The problem:
Each entry has to be reproduced in full, exactly as given.

Data for processing:
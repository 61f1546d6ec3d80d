//! Page-level conversion of raw result items into typed rows.

use log::debug;

use super::converter::FieldConverter;
use super::field::{StatementResultColumn, StatementResultField, StatementResultRow};
use crate::models::{ColumnDetails, FieldType, Operation, ResultItem};

/// Error raised when a page cannot be lined up with its schema.
#[derive(Debug, Clone, PartialEq, Eq, thiserror::Error)]
pub enum ConversionError {
    #[error("row {row} has {actual} values but the schema has {expected} columns")]
    ColumnCountMismatch {
        row: usize,
        expected: usize,
        actual: usize,
    },
}

/// A converted page: one column per schema column plus the change kind of
/// every row.
#[derive(Debug, Clone, PartialEq, Default)]
pub struct ConvertedResultSet {
    pub columns: Vec<StatementResultColumn>,
    pub operations: Vec<Operation>,
}

impl ConvertedResultSet {
    pub fn row_count(&self) -> usize {
        self.operations.len()
    }

    pub fn is_empty(&self) -> bool {
        self.operations.is_empty()
    }

    pub fn headers(&self) -> Vec<String> {
        self.columns.iter().map(|c| c.name.clone()).collect()
    }

    /// Transpose into rows, preserving the page order.
    pub fn into_rows(self) -> Vec<StatementResultRow> {
        let mut columns: Vec<_> = self.columns.into_iter().map(|c| c.fields.into_iter()).collect();
        self.operations
            .into_iter()
            .map(|operation| {
                let fields = columns
                    .iter_mut()
                    .map(|column| column.next().unwrap_or_else(StatementResultField::null))
                    .collect();
                StatementResultRow::new(operation, fields)
            })
            .collect()
    }
}

/// Column-wise converter for one statement schema
///
/// Build it once when the schema is known and reuse it for every page.
#[derive(Debug, Clone)]
pub struct ResultSetConverter {
    columns: Vec<(String, FieldType, FieldConverter)>,
}

impl ResultSetConverter {
    pub fn new(columns: &[ColumnDetails]) -> Self {
        Self {
            columns: columns
                .iter()
                .map(|c| {
                    (
                        c.name.clone(),
                        c.data_type.field_type.clone(),
                        FieldConverter::new(&c.data_type),
                    )
                })
                .collect(),
        }
    }

    pub fn column_count(&self) -> usize {
        self.columns.len()
    }

    pub fn headers(&self) -> Vec<String> {
        self.columns.iter().map(|(name, _, _)| name.clone()).collect()
    }

    /// Convert a page. Every item must carry exactly one payload per column;
    /// the first item that does not rejects the whole page.
    pub fn convert(&self, items: &[ResultItem]) -> Result<ConvertedResultSet, ConversionError> {
        let expected = self.columns.len();
        if let Some((row, item)) = items.iter().enumerate().find(|(_, i)| i.row.len() != expected) {
            debug!(
                "[CONVERTER] Row {} has {} values, schema has {} columns",
                row,
                item.row.len(),
                expected
            );
            return Err(ConversionError::ColumnCountMismatch {
                row,
                expected,
                actual: item.row.len(),
            });
        }

        let columns = self
            .columns
            .iter()
            .enumerate()
            .map(|(index, (name, field_type, converter))| StatementResultColumn {
                name: name.clone(),
                field_type: field_type.clone(),
                fields: items.iter().map(|item| converter.convert(&item.row[index])).collect(),
            })
            .collect();

        Ok(ConvertedResultSet {
            columns,
            operations: items.iter().map(|item| item.op).collect(),
        })
    }

    /// Convert a page straight into rows.
    pub fn convert_rows(
        &self,
        items: &[ResultItem],
    ) -> Result<Vec<StatementResultRow>, ConversionError> {
        self.convert(items).map(ConvertedResultSet::into_rows)
    }
}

Answer section:
repository 61f1546d6ec3d80d
//! Page-level conversion of raw result items into typed rows.

use log::debug;

use super::converter::FieldConverter;
use super::field::{StatementResultColumn, StatementResultField, StatementResultRow};
use crate::models::{ColumnDetails, FieldType, Operation, ResultItem};

/// Error raised when a page cannot be lined up with its schema.
#[derive(Debug, Clone, PartialEq, Eq, thiserror::Error)]
pub enum ConversionError {
    #[error("row {row} has {actual} values but the schema has {expected} columns")]
    ColumnCountMismatch {
        row: usize,
        expected: usize,
        actual: usize,
    },
}

/// A converted page: one column per schema column plus the change kind of
/// every row.
#[derive(Debug, Clone, PartialEq, Default)]
pub struct ConvertedResultSet {
    pub columns: Vec<StatementResultColumn>,
    pub operations: Vec<Operation>,
}

impl ConvertedResultSet {
    pub fn row_count(&self) -> usize {
        self.operations.len()
    }

    pub fn is_empty(&self) -> bool {
        self.operations.is_empty()
    }

    pub fn headers(&self) -> Vec<String> {
        self.columns.iter().map(|c| c.name.clone()).collect()
    }

    /// Transpose into rows, preserving the page order.
    pub fn into_rows(self) -> Vec<StatementResultRow> {
        let mut columns: Vec<_> = self.columns.into_iter().map(|c| c.fields.into_iter()).collect();
        self.operations
            .into_iter()
            .map(|operation| {
                let fields = columns
                    .iter_mut()
                    .map(|column| column.next().unwrap_or_else(StatementResultField::null))
                    .collect();
                StatementResultRow::new(operation, fields)
            })
            .collect()
    }
}

/// Column-wise converter for one statement schema
///
/// Build it once when the schema is known and reuse it for every page.
#[derive(Debug, Clone)]
pub struct ResultSetConverter {
    columns: Vec<(String, FieldType, FieldConverter)>,
}

impl ResultSetConverter {
    pub fn new(columns: &[ColumnDetails]) -> Self {
        Self {
            columns: columns
                .iter()
                .map(|c| {
                    (
                        c.name.clone(),
                        c.data_type.field_type.clone(),
                        FieldConverter::new(&c.data_type),
                    )
                })
                .collect(),
        }
    }

    pub fn column_count(&self) -> usize {
        self.columns.len()
    }

    pub fn headers(&self) -> Vec<String> {
        self.columns.iter().map(|(name, _, _)| name.clone()).collect()
    }

    /// Convert a page. Every item must carry exactly one payload per column;
    /// the first item that does not rejects the whole page.
    pub fn convert(&self, items: &[ResultItem]) -> Result<ConvertedResultSet, ConversionError> {
        let expected = self.columns.len();
        if let Some((row, item)) = items.iter().enumerate().find(|(_, i)| i.row.len() != expected) {
            debug!(
                "[CONVERTER] Row {} has {} values, schema has {} columns",
                row,
                item.row.len(),
                expected
            );
            return Err(ConversionError::ColumnCountMismatch {
                row,
                expected,
                actual: item.row.len(),
            });
        }

        let columns = self
            .columns
            .iter()
            .enumerate()
            .map(|(index, (name, field_type, converter))| StatementResultColumn {
                name: name.clone(),
                field_type: field_type.clone(),
                fields: items.iter().map(|item| converter.convert(&item.row[index])).collect(),
            })
            .collect();

        Ok(ConvertedResultSet {
            columns,
            operations: items.iter().map(|item| item.op).collect(),
        })
    }

    /// Convert a page straight into rows.
    pub fn convert_rows(
        &self,
        items: &[ResultItem],
    ) -> Result<Vec<StatementResultRow>, ConversionError> {
        self.convert(items).map(ConvertedResultSet::into_rows)
    }
}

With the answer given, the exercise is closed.